顾至可并不想拿走戏志才的小金库,他无奈道:
“阿兄,我如今在主公帐下任职,领着月俸,哪有缺钱的理。何况我确实也不缺什么……”
像玉扳指,剑璏之类的东西,他不是买不起——虽然可能买不起质量特别好的,但怎么也不会缺——不过是当时没有想到,也没有在意罢了。
兄长本来就家境贫寒,生活拮据,难得赚一点钱,怎么也要留着给以后的小家庭用,哪能用在他的身上。
“若是哪天我吃不起饭,我就到主公家啃米仓。主公家大业大,总归养得起我们。
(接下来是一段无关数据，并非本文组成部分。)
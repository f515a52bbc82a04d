use std::rc::Rc;

use crate::modification::Modification;
use crate::view_info::ViewInfo;

#[derive(Debug, Clone, Copy, PartialEq, Eq)]
pub enum ChangeKind {
    Attach,
    Detach,
    Replace,
}

impl ChangeKind {
    pub fn contains(self, version: PropertyVersion) -> bool {
        matches!(
            (self, version),
            (ChangeKind::Replace, _)
                | (ChangeKind::Attach, PropertyVersion::Attach)
                | (ChangeKind::Detach, PropertyVersion::Detach)
        )
    }
}

/// Which side of a change an accessor reads.
#[derive(Debug, Clone, Copy, PartialEq, Eq)]
pub enum PropertyVersion {
    Detach,
    Attach,
}

/// The shape of the node that reported an event.
#[derive(Debug, Clone, Copy, PartialEq, Eq)]
pub enum EventKind {
    /// Sequence or set element; the element is the snapshot key.
    Element,
    /// Key/value pair of a map or map sub-view.
    Entry,
    /// Key projection of a map; the element is the key.
    Key,
    /// Value projection of a map; the element is the value.
    Value,
}

/// One side of a change as seen by one node.
#[derive(Debug, Clone, PartialEq)]
pub struct Snapshot<K, V> {
    key: K,
    value: V,
    index: Option<usize>,
}

impl<K, V> Snapshot<K, V> {
    pub(crate) fn new(key: K, value: V, index: Option<usize>) -> Self {
        Self { key, value, index }
    }

    pub fn key(&self) -> &K {
        &self.key
    }

    pub fn value(&self) -> &V {
        &self.value
    }

    /// Position in the reporting view; only sequence views report one.
    pub fn index(&self) -> Option<usize> {
        self.index
    }
}

/// The event a child view reported, wrapped for its parent.
#[derive(Debug)]
pub struct Cause<K, V> {
    view_info: ViewInfo<K>,
    event: Rc<ElementEvent<K, V>>,
}

impl<K, V> Cause<K, V> {
    pub(crate) fn new(view_info: ViewInfo<K>, event: Rc<ElementEvent<K, V>>) -> Self {
        Self { view_info, event }
    }

    /// Derivation of the child view that raised the inner event.
    pub fn view_info(&self) -> &ViewInfo<K> {
        &self.view_info
    }

    pub fn event(&self) -> &Rc<ElementEvent<K, V>> {
        &self.event
    }
}

#[derive(Debug)]
pub enum Origin<K, V> {
    Modification(Rc<Modification<K, V>>),
    Cause(Cause<K, V>),
}

#[derive(Debug)]
pub struct ElementEvent<K, V> {
    kind: EventKind,
    change: ChangeKind,
    detached: Option<Snapshot<K, V>>,
    attached: Option<Snapshot<K, V>>,
    origin: Origin<K, V>,
}

impl<K, V> ElementEvent<K, V> {
    pub(crate) fn new(
        kind: EventKind,
        change: ChangeKind,
        detached: Option<Snapshot<K, V>>,
        attached: Option<Snapshot<K, V>>,
        origin: Origin<K, V>,
    ) -> Self {
        Self {
            kind,
            change,
            detached,
            attached,
            origin,
        }
    }

    pub fn kind(&self) -> EventKind {
        self.kind
    }

    pub fn change(&self) -> ChangeKind {
        self.change
    }

    pub fn detached(&self) -> Option<&Snapshot<K, V>> {
        self.detached.as_ref()
    }

    pub fn attached(&self) -> Option<&Snapshot<K, V>> {
        self.attached.as_ref()
    }

    pub fn snapshot(&self, version: PropertyVersion) -> Option<&Snapshot<K, V>> {
        match version {
            PropertyVersion::Detach => self.detached.as_ref(),
            PropertyVersion::Attach => self.attached.as_ref(),
        }
    }

    pub fn key(&self, version: PropertyVersion) -> Option<&K> {
        self.snapshot(version).map(Snapshot::key)
    }

    pub fn value(&self, version: PropertyVersion) -> Option<&V> {
        self.snapshot(version).map(Snapshot::value)
    }

    pub fn index(&self, version: PropertyVersion) -> Option<usize> {
        self.snapshot(version).and_then(Snapshot::index)
    }

    pub fn origin(&self) -> &Origin<K, V> {
        &self.origin
    }

    /// Set only on the event of the view the operation was issued through.
    pub fn modification(&self) -> Option<&Rc<Modification<K, V>>> {
        match &self.origin {
            Origin::Modification(m) => Some(m),
            Origin::Cause(_) => None,
        }
    }

    /// Set only on bubbled events.
    pub fn cause(&self) -> Option<&Cause<K, V>> {
        match &self.origin {
            Origin::Modification(_) => None,
            Origin::Cause(cause) => Some(cause),
        }
    }

    /// The descriptor at the bottom of the cause chain.
    pub fn root_modification(&self) -> &Rc<Modification<K, V>> {
        let mut event = self;
        loop {
            match &event.origin {
                Origin::Modification(m) => return m,
                Origin::Cause(cause) => event = &cause.event,
            }
        }
    }

    /// Whether both events were produced by the same caller-level call.
    pub fn same_modification(&self, other: &Self) -> bool {
        Modification::same(self.root_modification(), other.root_modification())
    }

    /// Number of views the event travelled through before reaching this one.
    pub fn depth(&self) -> usize {
        let mut depth = 0;
        let mut event = self;
        while let Origin::Cause(cause) = &event.origin {
            depth += 1;
            event = &cause.event;
        }
        depth
    }
}

#[cfg(test)]
mod tests {
    use super::*;
    use crate::modification::{ModificationKind, Operands};

    #[test]
    fn replace_contains_both_versions() {
        assert!(ChangeKind::Replace.contains(PropertyVersion::Attach));
        assert!(ChangeKind::Replace.contains(PropertyVersion::Detach));
        assert!(!ChangeKind::Attach.contains(PropertyVersion::Detach));
        assert!(!ChangeKind::Detach.contains(PropertyVersion::Attach));
    }

    #[test]
    fn root_modification_follows_the_cause_chain() {
        let m = Modification::<i32, ()>::new(ModificationKind::Remove, Operands::Element(7));
        let inner = Rc::new(ElementEvent::new(
            EventKind::Element,
            ChangeKind::Detach,
            Some(Snapshot::new(7, (), Some(0))),
            None,
            Origin::Modification(Rc::clone(&m)),
        ));
        let outer = ElementEvent::new(
            EventKind::Element,
            ChangeKind::Detach,
            Some(Snapshot::new(7, (), Some(3))),
            None,
            Origin::Cause(Cause::new(
                ViewInfo::SubRange { from: 3, to: 5 },
                Rc::clone(&inner),
            )),
        );
        assert!(outer.modification().is_none());
        assert!(Modification::same(outer.root_modification(), &m));
        assert!(outer.same_modification(&inner));
        assert_eq!(outer.depth(), 1);
        assert_eq!(outer.index(PropertyVersion::Detach), Some(3));
        assert_eq!(outer.key(PropertyVersion::Attach), None);
    }
}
”
顾至玩笑般地说着,说完了才发现这句话好像不全是玩笑。
他当初在夏侯惇面前束手就擒,除了因为“顾彦”的线索就在曹营,在曹操身边等着,就绝不会错过“顾彦”的消息;另一个原因,就是为自己找一个免费的饭票。
牢饭也是饭,他一个没钱没粮,不会生火煮饭的干饭人,可不得给自己找个长期饭票?
顾至本意只是想缓解气氛,让戏志才打消念头。
然而,不知为何,在听了他的玩笑话后,戏志才不仅没有会心一笑,反而看起来……有些消沉?
“阿兄?”
“我无事。”戏志才放缓了声,捏着玉簪的手稍稍收紧,又怕将簪子捏碎,立时松开,
“你去找文若吧,我在房中等他。”
顾至望着戏志才略显苍白的面容,迟疑了许久,还是将盘桓已久的疑问倒出:
“自从阿兄随主公出征,一同平定兖州,阿兄好似……鲜少再被徐州之事牵动?”
去年冬季,戏志才曾一度起了与陶谦、笮融玉石俱焚的心思,甚至不惜以身入局,引起曹操的怀疑。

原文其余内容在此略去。